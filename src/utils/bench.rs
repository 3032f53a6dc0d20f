//! Measurement harness for the emulator benchmarks.
//!
//! Scenarios are sampled in a shuffled schedule so no scenario always runs
//! right after the same neighbour, and every raw sample is kept for
//! external analysis.
//!
//! By default (`cpu_cycles` feature) samples are cycle counts. With
//! `use_time` they are nanoseconds.

use rand::seq::SliceRandom;
use rand::Rng;
use std::hint::black_box;

/// Configuration for a benchmark run
#[derive(Clone, Debug)]
pub struct BenchConfig {
    /// Samples collected per scenario (default: 30)
    pub samples: usize,
    /// Unmeasured runs per scenario before sampling (default: 10)
    pub warmup: usize,
}

impl Default for BenchConfig {
    fn default() -> Self {
        Self {
            samples: 30,
            warmup: 10,
        }
    }
}

/// A scenario to be measured
pub struct Scenario<'a> {
    pub name: String,
    pub description: String,
    /// Runs the scenario once and returns the measured cycles. Timing
    /// happens inside the closure so setup stays out of the sample.
    pub run: Box<dyn FnMut() -> u64 + 'a>,
}

impl<'a> Scenario<'a> {
    pub fn new(
        name: impl Into<String>,
        description: impl Into<String>,
        run: impl FnMut() -> u64 + 'a,
    ) -> Self {
        Self {
            name: name.into(),
            description: description.into(),
            run: Box::new(run),
        }
    }
}

/// Summary statistics over a set of samples
#[derive(Clone, Debug, Default, PartialEq)]
pub struct Summary {
    pub count: usize,
    pub min: u64,
    pub max: u64,
    pub median: u64,
    pub mean: f64,
    pub std_dev: f64,
}

impl Summary {
    pub fn from_samples(samples: &[u64]) -> Self {
        if samples.is_empty() {
            return Self::default();
        }

        let mut sorted = samples.to_vec();
        sorted.sort_unstable();

        let mean = sorted.iter().sum::<u64>() as f64 / sorted.len() as f64;
        let variance = sorted
            .iter()
            .map(|&s| {
                let diff = s as f64 - mean;
                diff * diff
            })
            .sum::<f64>()
            / (sorted.len() - 1).max(1) as f64;

        Self {
            count: sorted.len(),
            min: sorted[0],
            max: sorted[sorted.len() - 1],
            median: sorted[sorted.len() / 2],
            mean,
            std_dev: variance.sqrt(),
        }
    }
}

/// Result from measuring a single scenario
#[derive(Clone, Debug)]
pub struct ScenarioResult {
    pub name: String,
    pub description: String,
    pub summary: Summary,
    /// Samples in the order they were taken
    pub samples: Vec<u64>,
}

/// Measure `scenarios` with a shuffled schedule drawn from `rng`.
///
/// 1. Warms up all scenarios
/// 2. Shuffles the (scenario, sample) task list
/// 3. Runs each task once
///
/// Results come back in the order the scenarios were given.
pub fn measure_scenarios<R: Rng + ?Sized>(
    mut scenarios: Vec<Scenario<'_>>,
    config: &BenchConfig,
    rng: &mut R,
) -> Vec<ScenarioResult> {
    if scenarios.is_empty() {
        return Vec::new();
    }

    for scenario in &mut scenarios {
        for _ in 0..config.warmup {
            black_box((scenario.run)());
        }
    }

    let mut tasks: Vec<usize> = (0..scenarios.len())
        .flat_map(|s| std::iter::repeat(s).take(config.samples))
        .collect();
    tasks.shuffle(rng);

    let mut samples: Vec<Vec<u64>> = (0..scenarios.len())
        .map(|_| Vec::with_capacity(config.samples))
        .collect();
    for idx in tasks {
        samples[idx].push((scenarios[idx].run)());
    }

    scenarios
        .into_iter()
        .zip(samples)
        .map(|(scenario, samples)| ScenarioResult {
            summary: Summary::from_samples(&samples),
            name: scenario.name,
            description: scenario.description,
            samples,
        })
        .collect()
}

/// Get the measurement unit name
#[cfg(all(feature = "cpu_cycles", not(feature = "use_time")))]
pub const fn unit_name() -> &'static str {
    #[cfg(target_arch = "aarch64")]
    {
        "ticks"
    }
    #[cfg(any(target_arch = "x86_64", target_arch = "x86"))]
    {
        "cycles"
    }
    #[cfg(not(any(target_arch = "aarch64", target_arch = "x86_64", target_arch = "x86")))]
    {
        "units"
    }
}

#[cfg(any(not(feature = "cpu_cycles"), feature = "use_time"))]
pub const fn unit_name() -> &'static str {
    "ns"
}
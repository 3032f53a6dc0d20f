//! Completion deadlines of a thread's outstanding fabric requests.

use crate::utils::cycles::{spin_until, CycleClock};

/// Bounded FIFO of completion deadlines, in cycles.
///
/// Owned by exactly one thread. Entries leave strictly in arrival order,
/// even if a later deadline happens to be smaller: the fabric serves
/// requests first-come first-served, not earliest-deadline-first.
#[derive(Debug)]
pub struct PendingRequestQueue {
    deadlines: Box<[u64]>,
    head: usize,
    len: usize,
}

impl PendingRequestQueue {
    /// A queue of `capacity` slots. A capacity of zero is raised to one,
    /// which serializes every request.
    pub fn with_capacity(capacity: usize) -> Self {
        let capacity = capacity.max(1);
        Self {
            deadlines: vec![0; capacity].into_boxed_slice(),
            head: 0,
            len: 0,
        }
    }

    pub fn capacity(&self) -> usize {
        self.deadlines.len()
    }

    pub fn len(&self) -> usize {
        self.len
    }

    pub fn is_empty(&self) -> bool {
        self.len == 0
    }

    pub fn is_full(&self) -> bool {
        self.len == self.capacity()
    }

    /// Deadline of the oldest outstanding request.
    pub fn front(&self) -> Option<u64> {
        (!self.is_empty()).then(|| self.deadlines[self.head])
    }

    /// Outstanding deadlines, oldest first.
    pub fn iter(&self) -> impl Iterator<Item = u64> + '_ {
        (0..self.len).map(move |i| self.deadlines[(self.head + i) % self.capacity()])
    }

    /// Make room for one more request.
    ///
    /// If the queue is full, spin until the oldest deadline has passed and
    /// retire it. Returns the cycles spent stalled, counted from `now`.
    pub fn admit<C: CycleClock>(&mut self, now: u64, clock: &C) -> u64 {
        if !self.is_full() {
            return 0;
        }
        let oldest = self.deadlines[self.head];
        self.pop_front();
        if oldest <= now {
            return 0;
        }
        spin_until(clock, oldest).saturating_sub(now)
    }

    /// Record a new deadline at the tail.
    ///
    /// # Panics
    /// If the queue is full; [`admit`](Self::admit) must run first.
    pub fn enqueue(&mut self, deadline: u64) {
        assert!(!self.is_full(), "fam request enqueued without admission");
        let tail = (self.head + self.len) % self.capacity();
        self.deadlines[tail] = deadline;
        self.len += 1;
    }

    /// Retire every outstanding request, oldest first, spinning until each
    /// deadline has passed. Returns the cycles spent, counted from `now`.
    pub fn drain_all<C: CycleClock>(&mut self, now: u64, clock: &C) -> u64 {
        let mut last = now;
        while let Some(deadline) = self.front() {
            last = spin_until(clock, deadline);
            self.pop_front();
        }
        last.saturating_sub(now)
    }

    fn pop_front(&mut self) {
        if self.len > 0 {
            self.head = (self.head + 1) % self.capacity();
            self.len -= 1;
        }
    }
}
//! # fam-emu
//!
//! Emulation of fabric-attached memory (fam) atomics on commodity hardware.
//!
//! Atomic operations run on ordinary memory with full hardware semantics,
//! while a per-thread latency emulator charges each one the round trip of
//! the emulated fabric. Up to `parallelism` requests overlap; a fence waits
//! for all of them. Persist and invalidate delays are synchronous.
//!
//! ```no_run
//! use fam_emu::prelude::*;
//!
//! fam_emu::model::init_from_env()?;
//!
//! let counter = FamAtomic64::new(0);
//! counter.fetch_add(1);
//! counter.fetch_add(1);
//! fence();
//! assert_eq!(counter.read(), 2);
//! # Ok::<(), fam_emu::error::FamError>(())
//! ```

pub mod atomic;
pub mod config;
pub mod emulator;
pub mod error;
pub mod model;
pub mod spinlock;
pub mod utils;

/// Re-export commonly used items
pub mod prelude {
    pub use crate::atomic::{FamAtomic, FamAtomic128, FamAtomic32, FamAtomic64, FamOp};
    pub use crate::config::FamConfig;
    pub use crate::emulator::{fence, flush_persist, invalidate, memcpy, persist, LatencyEmulator};
    pub use crate::error::FamError;
    pub use crate::model::FamModel;
    pub use crate::spinlock::{FamSpinlock, FamSpinlockGuard};
}
//! Double-width CAS for targets with neither `cmpxchg16b` nor an exclusive
//! pair load/store (anything but x86_64 and aarch64).
//!
//! A fixed table of cache-padded spinlocks, striped by address. Every
//! 128-bit access goes through `cas128`, so holding the stripe lock for the
//! compare and the store makes the pair atomic with respect to other fam
//! operations on the same address.
//!
//! Limitations on these targets: 128-bit operations are blocking rather
//! than lock-free, unrelated addresses that share a stripe serialize, and
//! the locks are local to the process, so 128-bit words in memory shared
//! with another process are not atomic. 32 and 64-bit words are unaffected.

use crossbeam_utils::CachePadded;
use std::hint::spin_loop;
use std::sync::atomic::{AtomicBool, Ordering};

const STRIPES: usize = 64;

static LOCKS: [CachePadded<AtomicBool>; STRIPES] =
    [const { CachePadded::new(AtomicBool::new(false)) }; STRIPES];

fn stripe(addr: *mut u128) -> &'static AtomicBool {
    &LOCKS[(addr as usize >> 4) % STRIPES]
}

/// # Safety
/// `dst` must be valid for reads and writes, 16-byte aligned, and only
/// accessed through this function while other threads can reach it.
pub unsafe fn cas128(dst: *mut u128, expected: u128, new: u128) -> u128 {
    let lock = stripe(dst);
    while lock
        .compare_exchange_weak(false, true, Ordering::Acquire, Ordering::Relaxed)
        .is_err()
    {
        spin_loop();
    }

    let prev = dst.read_volatile();
    if prev == expected {
        dst.write_volatile(new);
    }

    lock.store(false, Ordering::Release);
    prev
}
//! Initialization-time errors.
//!
//! Emulated operations themselves never fail; only loading the model can.

use std::path::PathBuf;
use thiserror::Error;

#[derive(Debug, Error)]
pub enum FamError {
    #[error("failed to read config file {path}: {source}")]
    Io {
        path: PathBuf,
        #[source]
        source: std::io::Error,
    },

    #[error("failed to parse config file {path}: {source}")]
    Parse {
        path: PathBuf,
        #[source]
        source: toml::de::Error,
    },

    #[error("unknown config key '{0}'")]
    UnknownKey(String),

    #[error("invalid value '{value}' for config key '{key}'")]
    InvalidValue { key: String, value: String },

    #[error("the fam model has already been initialized")]
    AlreadyInitialized,
}

pub type Result<T> = std::result::Result<T, FamError>;
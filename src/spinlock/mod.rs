//! Fair ticket spinlock living in fam.
//!
//! Two 32-bit tickets share one 64-bit word: `head` (now serving) in the
//! low half, `tail` (next ticket to hand out) in the high half. Every
//! access is a 64-bit fetch-add or compare-and-store from the atomic
//! primitives. Lock traffic is assumed to hit the local fast path, so it
//! bypasses the latency emulator.


use crate::atomic::FamWord;
use std::hint::spin_loop;
use std::sync::atomic::{fence, AtomicU64, Ordering};

const TAIL_ONE: u64 = 1 << 32;

/// `head + 1` when `head` is `u32::MAX`: the carry out of the low half is
/// cancelled so `tail` is left untouched.
const HEAD_WRAP: u64 = 1u64.wrapping_sub(TAIL_ONE);

#[derive(Debug, Default)]
#[repr(transparent)]
pub struct FamSpinlock {
    head_tail: AtomicU64,
}

impl FamSpinlock {
    pub const fn new() -> Self {
        Self {
            head_tail: AtomicU64::new(0),
        }
    }

    /// Reset to unlocked. Must not race with any other use of the lock.
    pub fn init(&self) {
        u64::write(&self.head_tail, 0);
    }

    /// Current `(head, tail)`.
    pub fn tickets(&self) -> (u32, u32) {
        split(u64::read(&self.head_tail))
    }

    pub fn is_locked(&self) -> bool {
        let (head, tail) = self.tickets();
        head != tail
    }

    /// Take a ticket and spin until it is served.
    pub fn lock(&self) {
        let (mut head, ticket) = split(u64::fetch_add(&self.head_tail, TAIL_ONE));
        while head != ticket {
            spin_loop();
            head = split(u64::fetch_add(&self.head_tail, 0)).0;
        }
        fence(Ordering::SeqCst);
    }

    /// Take the lock only if nobody holds or waits for it.
    pub fn try_lock(&self) -> bool {
        let old = u64::read(&self.head_tail);
        let (head, tail) = split(old);
        if head != tail {
            return false;
        }
        let new = old.wrapping_add(TAIL_ONE);
        let acquired = u64::compare_store(&self.head_tail, old, new) == old;
        fence(Ordering::SeqCst);
        acquired
    }

    /// Serve the next ticket. Only the holder may call this.
    pub fn unlock(&self) {
        // Nobody but the holder moves `head`, so this read is stable.
        let (head, _) = self.tickets();
        let inc = if head == u32::MAX { HEAD_WRAP } else { 1 };
        u64::fetch_add(&self.head_tail, inc);
        fence(Ordering::SeqCst);
    }

    pub fn lock_guard(&self) -> FamSpinlockGuard<'_> {
        self.lock();
        FamSpinlockGuard { lock: self }
    }

    pub fn try_lock_guard(&self) -> Option<FamSpinlockGuard<'_>> {
        self.try_lock().then(|| FamSpinlockGuard { lock: self })
    }
}

/// Unlocks on drop.
#[must_use = "the lock is released as soon as the guard is dropped"]
pub struct FamSpinlockGuard<'a> {
    lock: &'a FamSpinlock,
}

impl Drop for FamSpinlockGuard<'_> {
    fn drop(&mut self) {
        self.lock.unlock();
    }
}

#[inline]
fn split(word: u64) -> (u32, u32) {
    (word as u32, (word >> 32) as u32)
}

•••

● Your goal
Locate all lines in the listing above with the word "counter". Copy them.

● Written reply
//! let counter = FamAtomic64::new(0);
//! counter.fetch_add(1);
//! counter.fetch_add(1);
//! assert_eq!(counter.read(), 2);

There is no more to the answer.